Her examples make a terrific case study. To engage with young Australians, a new superannuation fund is using quirky advertisements in internet publications and social media platforms likely to be seen and talked about by millennials.
Sally made the point that to engage with millennials about superannuation – what to them is a boring subject – organisations will need to develop approaches that “20 somethings” find interesting.
As Sally said, survey after survey have found millennials to be disinterested and disengaged with their superannuation and that they place a higher value on near-term goals like buying a house.
Surveys also find young people have a lack of understanding about super because they see it as a “problem too hard to solve”.
It is a big issue as the money in superannuation funds belongs to individual members and, without some understanding and engagement by them, along with decisions in the short term, long term wealth is likely to be eroded unnecessarily.
How do super funds reach these 20 year old members? When different ads on Facebook for GROW Super can get 120,000 and 150,000 views by millennials, it shows it can be done.

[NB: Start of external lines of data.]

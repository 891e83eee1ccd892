// SPDX-License-Identifier: GPL-3.0-or-later
// Copyright 2026 Tobias Sarnowski

//! Tuple objects: immutable, with an inline payload of owned references.

use picopy_abi::ReturnCode;

use crate::error::{VmError, VmResult};
use crate::heap::Heap;
use crate::obj::{DESC_SIZE, Ref, Tag, init_desc};
use crate::platform::Platform;

const OFF_LEN: u32 = DESC_SIZE;
const HDR: u32 = DESC_SIZE + 4;

/// Allocate a tuple with all items set to the null link.
///
/// The creator must fill every slot with `set_item_raw` before the tuple
/// is shared; tuples are immutable afterwards.
pub fn new(heap: &mut Heap, len: u16) -> VmResult<Ref> {
    let r = heap.get_chunk(HDR as usize + 4 * len as usize)?;
    init_desc(heap, r, Tag::Tup);
    heap.set_word(r.offset() + OFF_LEN, len);
    for i in 0..len {
        heap.set_dword(r.offset() + HDR + 4 * u32::from(i), Ref::NULL.offset());
    }
    Ok(r)
}

/// Number of items.
#[inline]
#[must_use]
pub fn length(heap: &Heap, r: Ref) -> u16 {
    heap.word(r.offset() + OFF_LEN)
}

/// The i-th item, borrowed.
#[inline]
#[must_use]
pub fn item(heap: &Heap, r: Ref, i: u16) -> Ref {
    Ref::new(heap.dword(r.offset() + HDR + 4 * u32::from(i)))
}

/// Store an item during construction, consuming the reference.
#[inline]
pub fn set_item_raw(heap: &mut Heap, r: Ref, i: u16, val: Ref) {
    heap.set_dword(r.offset() + HDR + 4 * u32::from(i), val.offset());
}

/// The i-th item with negative-index normalization; `INDX` out of range.
pub fn get_item(heap: &Heap, r: Ref, idx: i32) -> VmResult<Ref> {
    let len = i32::from(length(heap, r));
    let idx = if idx < 0 { idx + len } else { idx };
    if idx < 0 || idx >= len {
        return Err(VmError::raise(ReturnCode::ExIndx));
    }
    Ok(item(heap, r, idx as u16))
}

/// Concatenation; produces a new tuple holding fresh references.
pub fn concat(heap: &mut Heap, a: Ref, b: Ref) -> VmResult<Ref> {
    let (la, lb) = (length(heap, a), length(heap, b));
    let r = new(heap, la + lb)?;
    for i in 0..la {
        let elem = item(heap, a, i);
        crate::obj::inc_ref(heap, elem);
        set_item_raw(heap, r, i, elem);
    }
    for i in 0..lb {
        let elem = item(heap, b, i);
        crate::obj::inc_ref(heap, elem);
        set_item_raw(heap, r, la + i, elem);
    }
    Ok(r)
}

/// Print as `(e0, e1, ...)` with marshalled elements.
pub fn print<P: Platform>(heap: &Heap, plat: &mut P, r: Ref) -> VmResult<()> {
    plat.put_byte(b'(')?;
    let len = length(heap, r);
    for i in 0..len {
        if i > 0 {
            plat.put_byte(b',')?;
            plat.put_byte(b' ')?;
        }
        crate::obj::print(heap, plat, item(heap, r, i), true)?;
    }
    plat.put_byte(b')')
}
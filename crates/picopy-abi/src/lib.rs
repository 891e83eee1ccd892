// SPDX-License-Identifier: GPL-3.0-or-later
// Copyright 2026 Tobias Sarnowski

//! Shared ABI definitions between the PicoPy VM, its hosts, and the
//! offline image compiler.
//!
//! This crate defines the three contracts that cross the VM boundary:
//! - Return and exception codes (bit-exact byte values; the process exit
//!   status of a VM run is the raw code byte)
//! - Memory-space enumeration used by every image and string read
//! - The binary image format constants (type tag bytes, code-image field
//!   offsets, list sentinel)
//!
//! # Design Principles
//!
//! - **No dependencies**: Pure data types, 100% host-testable
//! - **Bit-exact**: All byte values are part of the external contract and
//!   must never be renumbered
//!
//! # Modules
//!
//! - [`codes`]: `ReturnCode` status and exception bytes
//! - [`memspace`]: `MemSpace` address-space enumeration
//! - [`image`]: image format tag bytes and field offsets

#![no_std]

pub mod codes;
pub mod image;
pub mod memspace;

// Re-export commonly used types at crate root
pub use codes::ReturnCode;
pub use memspace::MemSpace;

Sally’s comments also got me thinking that while the latest developments in social media are opening new opportunities to reach key publics, they also highlight the need for old fashioned disciplines in communication. While the channels might have changed, the overall strategy hasn’t.
The first step has to be identifying the groups you wish to reach (“Target Audiences”) and what it is you want to say to them (“Key Messages”).

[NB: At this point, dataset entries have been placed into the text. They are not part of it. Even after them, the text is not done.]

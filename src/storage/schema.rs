//! Database schema generation from entity metadata

use crate::entity::{FieldDescriptor, SqlType, TableMeta};
use crate::{Error, Result};

/// Build the `CREATE TABLE IF NOT EXISTS` statement for a mapped type.
///
/// Constraints are always emitted in the same order (PRIMARY KEY, NOT NULL,
/// UNIQUE, AUTOINCREMENT, DEFAULT), so the output is byte-identical across
/// calls for the same metadata.
pub fn create_table_sql(meta: &TableMeta) -> Result<String> {
    if meta.primary_keys().count() > 1 {
        return Err(Error::Schema(format!(
            "{} declares more than one primary key column",
            meta.name
        )));
    }

    let columns = meta
        .fields
        .iter()
        .map(column_definition)
        .collect::<Result<Vec<_>>>()?;

    Ok(format!(
        "CREATE TABLE IF NOT EXISTS {} ({});",
        meta.name,
        columns.join(", ")
    ))
}

fn column_definition(field: &FieldDescriptor) -> Result<String> {
    if field.is_auto_increment && !(field.is_primary_key && field.sql_type == SqlType::Integer) {
        return Err(Error::Schema(format!(
            "AUTOINCREMENT is only allowed on an INTEGER PRIMARY KEY (column '{}')",
            field.column_name
        )));
    }

    let mut parts = vec![field.column_name.clone(), field.sql_type.as_str().to_string()];
    if field.is_primary_key {
        parts.push("PRIMARY KEY".to_string());
    }
    if !field.is_nullable {
        parts.push("NOT NULL".to_string());
    }
    if field.is_unique {
        parts.push("UNIQUE".to_string());
    }
    if field.is_auto_increment {
        parts.push("AUTOINCREMENT".to_string());
    }
    if let Some(literal) = &field.default_value {
        parts.push(format!("DEFAULT {}", literal));
    }
    Ok(parts.join(" "))
}
//! Rowbound CLI - inspect and query databases managed by the row mapper

use clap::{Parser, Subcommand};
use std::path::PathBuf;
use rowbound::config::{self, RowboundConfig};
use rowbound::storage::SqliteDao;
use tracing_subscriber::{fmt, prelude::*, EnvFilter};

#[derive(Parser)]
#[command(name = "rowbound")]
#[command(version)]
#[command(about = "Declarative row mapper for SQLite")]
#[command(long_about = r#"
Rowbound maps annotated structs to SQLite tables. This tool works on the
resulting databases without any compiled-in types:
  • Run pass-through SQL and print rows as a table or JSON
  • List the tables a database contains
  • Write a starter rowbound.toml

Example usage:
  rowbound init --database data/app.db
  rowbound tables
  rowbound query "SELECT * FROM User" --json
"#)]
struct Cli {
    /// Enable verbose logging
    #[arg(short, long, global = true)]
    verbose: bool,

    /// Path to the config file
    #[arg(short, long, global = true)]
    config: Option<PathBuf>,

    #[command(subcommand)]
    command: Commands,
}

#[derive(Subcommand)]
enum Commands {
    /// Run a raw SQL query and print the rows
    Query {
        /// SQL text, passed through as-is
        sql: String,

        /// Path to the database file
        #[arg(short, long)]
        database: Option<PathBuf>,

        /// Print rows as JSON instead of a table
        #[arg(long)]
        json: bool,
    },

    /// List the tables in a database
    Tables {
        /// Path to the database file
        #[arg(short, long)]
        database: Option<PathBuf>,
    },

    /// Write a default config file
    Init {
        /// Database path to record in the config
        #[arg(short, long)]
        database: Option<String>,

        /// Overwrite an existing config
        #[arg(short, long)]
        force: bool,
    },
}

fn open_dao(database: Option<PathBuf>, config: Option<&RowboundConfig>) -> anyhow::Result<SqliteDao> {
    let path = config::resolve_database_path(database.as_deref(), config);
    config::ensure_db_dir(&path)?;
    let pool = config.map(|c| c.pool.clone()).unwrap_or_default();
    tracing::debug!("opening {}", path.display());
    Ok(SqliteDao::open(&path, &pool)?)
}

fn main() -> anyhow::Result<()> {
    let cli = Cli::parse();

    // Initialize logging
    let filter = if cli.verbose {
        EnvFilter::new("debug")
    } else {
        EnvFilter::new("info")
    };

    tracing_subscriber::registry()
        .with(fmt::layer().with_writer(std::io::stderr))
        .with(filter)
        .init();

    let loaded = config::load_config(cli.config.as_deref())?;

    match cli.command {
        Commands::Query { sql, database, json } => {
            let dao = open_dao(database, loaded.as_ref())?;
            let rows = dao.query_raw(&sql)?;
            if json {
                println!("{}", serde_json::to_string_pretty(&rows)?);
            } else if rows.is_empty() {
                println!("(no rows)");
            } else {
                println!("{}", rowbound::ui::rows_table(&rows));
                println!("{} row(s)", rows.len());
            }
        }

        Commands::Tables { database } => {
            let dao = open_dao(database, loaded.as_ref())?;
            let rows = dao.query_raw(
                "SELECT name FROM sqlite_master WHERE type = 'table' AND name NOT LIKE 'sqlite_%' ORDER BY name",
            )?;
            for row in rows {
                if let Some(name) = row.get("name") {
                    println!("{}", name);
                }
            }
        }

        Commands::Init { database, force } => {
            let path = cli.config.unwrap_or_else(config::default_config_path);
            let config = RowboundConfig {
                database: Some(database.unwrap_or_else(|| {
                    config::default_database_path().display().to_string()
                })),
                ..Default::default()
            };
            config::write_config(&path, &config, force)?;
            println!("Wrote {}", path.display());
        }
    }

    Ok(())
}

Having decided on both the people you wish to communicate with and what you want to say, the choice of media and techniques can then be made and will probably be easier to define. Want to reach millennials? Then various avenues through social media can be identified as natural ways of achieving this.
Organisations may or may not have different messages for different audiences, and will certainly need to consider different methods of reaching them.

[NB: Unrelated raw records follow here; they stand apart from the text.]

//! Entity metadata - the persisted-field table of a mapped type
//!
//! A mapped type describes itself once, statically, through [`Entity`]:
//! its table name, an ordered chain of [`Shape`]s (the type's own fields
//! first, then each embedded ancestor's), and field accessors by name.
//! [`TableMeta::of`] flattens that chain into the ordered
//! [`FieldDescriptor`] list every other component works from.
//!
//! Descriptor order is significant: it is the DDL column order and the
//! positional parameter order of every generated statement.

use crate::value::{FieldValue, SemanticType, Value};
use crate::{Error, Result};
use std::collections::HashSet;

/// Column type emitted in DDL
#[derive(Debug, Clone, Copy, PartialEq, Eq, Hash)]
pub enum SqlType {
    Text,
    Integer,
    Real,
    Blob,
}

impl SqlType {
    pub fn as_str(&self) -> &'static str {
        match self {
            SqlType::Text => "TEXT",
            SqlType::Integer => "INTEGER",
            SqlType::Real => "REAL",
            SqlType::Blob => "BLOB",
        }
    }
}

impl From<SemanticType> for SqlType {
    fn from(semantic: SemanticType) -> Self {
        match semantic {
            SemanticType::Text => SqlType::Text,
            SemanticType::Integer | SemanticType::Boolean => SqlType::Integer,
            SemanticType::Float => SqlType::Real,
            SemanticType::Other => SqlType::Blob,
        }
    }
}

impl std::fmt::Display for SqlType {
    fn fmt(&self, f: &mut std::fmt::Formatter<'_>) -> std::fmt::Result {
        write!(f, "{}", self.as_str())
    }
}

/// Mapping rule for one persisted column.
#[derive(Debug, Clone, PartialEq, Eq)]
pub struct FieldDescriptor {
    /// Name passed to [`Entity::get_field`] / [`Entity::set_field`]
    pub source_field_name: &'static str,
    /// Column name, defaults to the source field name
    pub column_name: String,
    pub sql_type: SqlType,
    pub is_primary_key: bool,
    pub is_nullable: bool,
    pub is_unique: bool,
    pub is_auto_increment: bool,
    /// Literal emitted verbatim after `DEFAULT`
    pub default_value: Option<String>,
}

impl FieldDescriptor {
    /// Describe a field of type `V`; the column type follows `V`'s semantic type.
    pub fn of<V: FieldValue>(source_field_name: &'static str) -> Self {
        Self::with_type(source_field_name, SqlType::from(V::SEMANTIC))
    }

    pub fn with_type(source_field_name: &'static str, sql_type: SqlType) -> Self {
        Self {
            source_field_name,
            column_name: source_field_name.to_string(),
            sql_type,
            is_primary_key: false,
            is_nullable: true,
            is_unique: false,
            is_auto_increment: false,
            default_value: None,
        }
    }

    /// Store the field under a different column name
    pub fn column(mut self, name: impl Into<String>) -> Self {
        self.column_name = name.into();
        self
    }

    pub fn primary_key(mut self) -> Self {
        self.is_primary_key = true;
        self
    }

    pub fn not_null(mut self) -> Self {
        self.is_nullable = false;
        self
    }

    pub fn unique(mut self) -> Self {
        self.is_unique = true;
        self
    }

    pub fn auto_increment(mut self) -> Self {
        self.is_auto_increment = true;
        self
    }

    /// Set the DEFAULT literal, e.g. `"0"`, `"'guest'"` or `"CURRENT_TIMESTAMP"`
    pub fn default_value(mut self, literal: impl Into<String>) -> Self {
        self.default_value = Some(literal.into());
        self
    }
}

/// One field declaration inside a [`Shape`]
#[derive(Debug, Clone, PartialEq, Eq)]
pub enum Declared {
    Persisted(FieldDescriptor),
    Transient(&'static str),
}

/// The declared fields of one level of a type's ancestry.
#[derive(Debug, Clone, PartialEq, Eq)]
pub struct Shape {
    pub name: &'static str,
    pub fields: Vec<Declared>,
}

impl Shape {
    pub fn new(name: &'static str) -> Self {
        Self {
            name,
            fields: Vec::new(),
        }
    }

    /// Declare a persisted field
    pub fn field(mut self, descriptor: FieldDescriptor) -> Self {
        self.fields.push(Declared::Persisted(descriptor));
        self
    }

    /// Declare a field that is never stored
    pub fn transient(mut self, source_field_name: &'static str) -> Self {
        self.fields.push(Declared::Transient(source_field_name));
        self
    }

    fn persisted(&self) -> impl Iterator<Item = &FieldDescriptor> {
        self.fields.iter().filter_map(|declared| match declared {
            Declared::Persisted(descriptor) => Some(descriptor),
            Declared::Transient(_) => None,
        })
    }
}

/// A type that can be stored as a table row.
///
/// `Default` is the zero-argument constructor used when materializing rows.
/// Embedded "ancestor" types implement `Entity` themselves; the derived type
/// appends their shapes after its own and delegates unknown field names to
/// them:
///
/// ```
/// use rowbound::{Entity, FieldDescriptor, Result, Shape, Value};
///
/// #[derive(Default)]
/// struct Note {
///     id: Option<i64>,
///     body: String,
/// }
///
/// impl Entity for Note {
///     const TABLE: Option<&'static str> = Some("notes");
///
///     fn shapes() -> Vec<Shape> {
///         vec![Shape::new("Note")
///             .field(FieldDescriptor::of::<Option<i64>>("id").primary_key().auto_increment())
///             .field(FieldDescriptor::of::<String>("body").not_null())]
///     }
///
///     fn get_field(&self, field: &str) -> Option<Value> {
///         match field {
///             "id" => Some(self.id.into()),
///             "body" => Some(self.body.as_str().into()),
///             _ => None,
///         }
///     }
///
///     fn set_field(&mut self, field: &str, value: Value) -> Result<()> {
///         match field {
///             "id" => self.id = value.decode()?,
///             "body" => self.body = value.decode()?,
///             other => return Err(rowbound::Error::unknown_field::<Self>(other)),
///         }
///         Ok(())
///     }
/// }
/// ```
pub trait Entity: Default {
    /// Explicit table name; `None` uses the type's simple name
    const TABLE: Option<&'static str> = None;

    /// Declared shapes, most-derived first, then each ancestor in turn
    fn shapes() -> Vec<Shape>;

    /// Read a field by its source name; `None` for names the type does not have
    fn get_field(&self, field: &str) -> Option<Value>;

    /// Assign a field by its source name
    fn set_field(&mut self, field: &str, value: Value) -> Result<()>;

    /// Table name the type is stored in
    fn table_name() -> String {
        Self::TABLE
            .map(str::to_string)
            .unwrap_or_else(simple_type_name::<Self>)
    }
}

/// Last path segment of a type name, without generic arguments
pub fn simple_type_name<T: ?Sized>() -> String {
    let full = std::any::type_name::<T>();
    let base = full.split('<').next().unwrap_or(full);
    base.rsplit("::").next().unwrap_or(base).to_string()
}

/// Flattened metadata of a mapped type: table name plus ordered descriptors.
#[derive(Debug, Clone, PartialEq, Eq)]
pub struct TableMeta {
    pub name: String,
    pub fields: Vec<FieldDescriptor>,
}

impl TableMeta {
    /// Extract the metadata of `T`.
    ///
    /// Walks `T::shapes()` in order and keeps persisted fields only. Two
    /// fields mapped to the same column, or a type with nothing persisted,
    /// is a [`Error::Schema`].
    pub fn of<T: Entity>() -> Result<Self> {
        Self::from_shapes(T::table_name(), T::shapes())
    }

    pub fn from_shapes(name: impl Into<String>, shapes: Vec<Shape>) -> Result<Self> {
        let name = name.into();
        let mut seen = HashSet::new();
        let mut fields = Vec::new();

        for shape in &shapes {
            for descriptor in shape.persisted() {
                if !seen.insert(descriptor.column_name.clone()) {
                    return Err(Error::Schema(format!(
                        "duplicate column '{}' in {} (declared again by {})",
                        descriptor.column_name, name, shape.name
                    )));
                }
                fields.push(descriptor.clone());
            }
        }

        if fields.is_empty() {
            return Err(Error::Schema(format!("{} has no persisted fields", name)));
        }

        Ok(Self { name, fields })
    }

    /// All primary-key descriptors, in declaration order
    pub fn primary_keys(&self) -> impl Iterator<Item = &FieldDescriptor> {
        self.fields.iter().filter(|f| f.is_primary_key)
    }

    /// The single primary key required by key-addressed operations
    pub fn primary_key(&self) -> Result<&FieldDescriptor> {
        let mut keys = self.primary_keys();
        match (keys.next(), keys.next()) {
            (Some(key), None) => Ok(key),
            (None, _) => Err(Error::Validation(format!(
                "{} declares no primary key",
                self.name
            ))),
            (Some(_), Some(_)) => Err(Error::Validation(format!(
                "{} declares more than one primary key",
                self.name
            ))),
        }
    }

    /// Look up a descriptor by column name
    pub fn column(&self, name: &str) -> Option<&FieldDescriptor> {
        self.fields.iter().find(|f| f.column_name == name)
    }

    /// Column names in descriptor order
    pub fn columns(&self) -> Vec<&str> {
        self.fields.iter().map(|f| f.column_name.as_str()).collect()
    }
}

While social media may be one ideal channel for millennials, at the other end of the scale, for those wanting to reach retirees, traditional media may be seen as an effective way, and the messages will be different.
Retirees are less likely to be interested in creating wealth as they are in preserving it. Similarly opinion formers and influencers are likely to be very different for millennials than the ones that retirees take notice of.
So the discipline of having a communication strategy that includes identifying who it is you want to reach, what it is you want to say, and what are the best ways to reach them time after time, is still the starting point in any ongoing program.
And that’s another important lesson from the past.
As the successful consumer product developers and marketers of the eighteenth century quickly identified, continuous exposure is necessary and putting all your efforts into a once-off promotion is usually a waste of money.